Iran’s embattled government, which has been working to quell protests that refuse to cease, has been underestimating its published reports about the coronavirus within the Islamic nation, according to a news report.
According to government data obtained by the BBC, 42,000 people in Iran died from COVID-19 through July 20. That’s almost three times the toll of 14,405 that had been reported by the nation’s health ministry.
Overall, official government numbers show 451,024 people infected, almost twice the publicly released figure 278,827.
The figures showed that in Mid-March, deaths spiked to five times the number reported to the public.
The BBC reported the data came from “an anonymous source” and includes “daily admissions to hospitals across Iran, including names, age, gender, symptoms, date and length of periods spent in hospital, and underlying conditions patients might have.”
The data shows that the first COVID-19 death in Iran took place on Jan. 22, almost a month before Iran officially announced the first COVID-19 death on Feb. 19. By the time it made that announcement, 52 people had died.
The health ministry has publicly said that Iran’s reports of cases and deaths are “transparent” and “far from any deviations,” the BBC reported.

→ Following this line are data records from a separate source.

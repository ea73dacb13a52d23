//! Chat-completions client implementation

use std::{fmt, time::Duration};

use async_trait::async_trait;
use reqwest::{Client, RequestBuilder, StatusCode};
use serde::{Deserialize, Serialize};
use tracing::{debug, info, instrument, warn};

use crate::config::InferenceConfig;
use crate::error::InferenceError;
use crate::ports::{
    InferenceEngine, InferenceMessage, InferenceRequest, InferenceResponse, TokenUsage,
};

/// Inference engine speaking the OpenAI chat-completions protocol
pub struct OpenAiChatEngine {
    client: Client,
    config: InferenceConfig,
}

impl fmt::Debug for OpenAiChatEngine {
    fn fmt(&self, f: &mut fmt::Formatter<'_>) -> fmt::Result {
        f.debug_struct("OpenAiChatEngine")
            .field("config", &self.config)
            .finish_non_exhaustive()
    }
}

impl OpenAiChatEngine {
    /// Create a new chat engine
    pub fn new(config: InferenceConfig) -> Result<Self, InferenceError> {
        let client = Client::builder()
            .timeout(Duration::from_millis(config.timeout_ms))
            .build()
            .map_err(|e| InferenceError::ConnectionFailed(e.to_string()))?;

        info!(
            base_url = %config.base_url,
            model = %config.default_model,
            "Initialized chat-completions engine"
        );

        Ok(Self { client, config })
    }

    pub const fn config(&self) -> &InferenceConfig {
        &self.config
    }

    /// Build the API URL for a given endpoint
    fn api_url(&self, endpoint: &str) -> String {
        format!(
            "{}/{}",
            self.config.base_url.trim_end_matches('/'),
            endpoint.trim_start_matches('/')
        )
    }

    fn authorize(&self, builder: RequestBuilder) -> RequestBuilder {
        match self.config.api_key_str() {
            Some(key) => builder.bearer_auth(key),
            None => builder,
        }
    }

    /// Get the model to use for a request
    fn resolve_model<'a>(&'a self, request: &'a InferenceRequest) -> &'a str {
        request
            .model
            .as_deref()
            .unwrap_or(&self.config.default_model)
    }
}

/// Map a non-success response to an error, preferring the API's message
async fn error_from_response(
    response: reqwest::Response,
    model: &str,
) -> InferenceError {
    let status = response.status();
    let body = response.text().await.unwrap_or_default();
    let message = serde_json::from_str::<ApiErrorBody>(&body)
        .map(|e| e.error.message)
        .unwrap_or(body);

    warn!(status = %status, error = %message, "Chat completion request failed");

    match status {
        StatusCode::TOO_MANY_REQUESTS => InferenceError::RateLimited,
        StatusCode::UNAUTHORIZED | StatusCode::FORBIDDEN => {
            InferenceError::Unauthorized(message)
        },
        StatusCode::NOT_FOUND => InferenceError::ModelNotAvailable(model.to_string()),
        _ => InferenceError::ServerError(format!("Status {status}: {message}")),
    }
}

/// Chat-completions request body
#[derive(Debug, Serialize)]
struct ChatCompletionRequest<'a> {
    model: &'a str,
    messages: &'a [InferenceMessage],
    max_tokens: u32,
    temperature: f32,
}

#[derive(Debug, Deserialize)]
struct ChatCompletionResponse {
    model: String,
    choices: Vec<ChatChoice>,
    #[serde(default)]
    usage: Option<ChatUsage>,
}

#[derive(Debug, Deserialize)]
struct ChatChoice {
    message: ChatChoiceMessage,
    #[serde(default)]
    finish_reason: Option<String>,
}

#[derive(Debug, Deserialize)]
struct ChatChoiceMessage {
    #[serde(default)]
    content: Option<String>,
}

#[derive(Debug, Deserialize)]
struct ChatUsage {
    prompt_tokens: u32,
    completion_tokens: u32,
    total_tokens: u32,
}

#[derive(Debug, Deserialize)]
struct ModelsResponse {
    data: Vec<ModelEntry>,
}

#[derive(Debug, Deserialize)]
struct ModelEntry {
    id: String,
}

#[derive(Debug, Deserialize)]
struct ApiErrorBody {
    error: ApiErrorDetail,
}

#[derive(Debug, Deserialize)]
struct ApiErrorDetail {
    message: String,
}

#[async_trait]
impl InferenceEngine for OpenAiChatEngine {
    #[instrument(skip(self, request), fields(model = %self.resolve_model(&request), messages = request.messages.len()))]
    async fn generate(&self, request: InferenceRequest) -> Result<InferenceResponse, InferenceError> {
        let model = self.resolve_model(&request).to_string();

        let body = ChatCompletionRequest {
            model: &model,
            messages: &request.messages,
            max_tokens: request.max_tokens.unwrap_or(self.config.max_tokens),
            temperature: request.temperature.unwrap_or(self.config.temperature),
        };

        debug!("Sending chat completion request");

        let response = self
            .authorize(self.client.post(self.api_url("chat/completions")))
            .json(&body)
            .send()
            .await
            .map_err(|e| InferenceError::from_transport(&e, self.config.timeout_ms))?;

        if !response.status().is_success() {
            return Err(error_from_response(response, &model).await);
        }

        let completion: ChatCompletionResponse = response
            .json()
            .await
            .map_err(|e| InferenceError::InvalidResponse(e.to_string()))?;

        let choice = completion
            .choices
            .into_iter()
            .next()
            .ok_or_else(|| InferenceError::InvalidResponse("response has no choices".to_string()))?;

        let usage = completion.usage.map(|u| TokenUsage {
            prompt_tokens: u.prompt_tokens,
            completion_tokens: u.completion_tokens,
            total_tokens: u.total_tokens,
        });

        debug!(tokens = ?usage, finish_reason = ?choice.finish_reason, "Chat completion finished");

        Ok(InferenceResponse {
            content: choice.message.content.unwrap_or_default(),
            model: completion.model,
            usage,
            finish_reason: choice.finish_reason,
        })
    }

    #[instrument(skip(self))]
    async fn health_check(&self) -> Result<bool, InferenceError> {
        let response = self
            .authorize(self.client.get(self.api_url("models")))
            .timeout(Duration::from_secs(5))
            .send()
            .await;

        match response {
            Ok(resp) => Ok(resp.status().is_success()),
            Err(e) if e.is_timeout() || e.is_connect() => Ok(false),
            Err(e) => Err(InferenceError::RequestFailed(e.to_string())),
        }
    }

    #[instrument(skip(self))]
    async fn list_models(&self) -> Result<Vec<String>, InferenceError> {
        let response = self
            .authorize(self.client.get(self.api_url("models")))
            .send()
            .await
            .map_err(|e| InferenceError::from_transport(&e, self.config.timeout_ms))?;

        if !response.status().is_success() {
            let model = self.config.default_model.clone();
            return Err(error_from_response(response, &model).await);
        }

        let models: ModelsResponse = response
            .json()
            .await
            .map_err(|e| InferenceError::InvalidResponse(e.to_string()))?;

        Ok(models.data.into_iter().map(|m| m.id).collect())
    }

    fn default_model(&self) -> &str {
        &self.config.default_model
    }
}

On Tuesday, which would have been after the last date covered by the data leak to the BBC, Iran reported a record of 235 COVID-19 deaths, according to Agence France-Presse.
“The situation is worrying,” health ministry spokeswoman Sima Sadat Lari said, adding that “the number of daily hospitalizations in the country is approaching the peak of the disease.”
“Tehran, the most populous province, has turned red for the first time since the first peak of the virus,” she said.
The BBC reported that doctors who have “direct knowledge of the matter” said “security and intelligence bodies inside Iran” are keeping a lid on the real numbers.
Dr. Nouroldin Pirmoazzen, a former legislator who also served as a health ministry official, said the coronavirus hit at a time when Iran’s rulers were in the middle of elections and still coping with the mass protests of last fall.
The government was “anxious and fearful of the truth,” he said.
“The government was afraid that the poor and the unemployed would take to the streets.”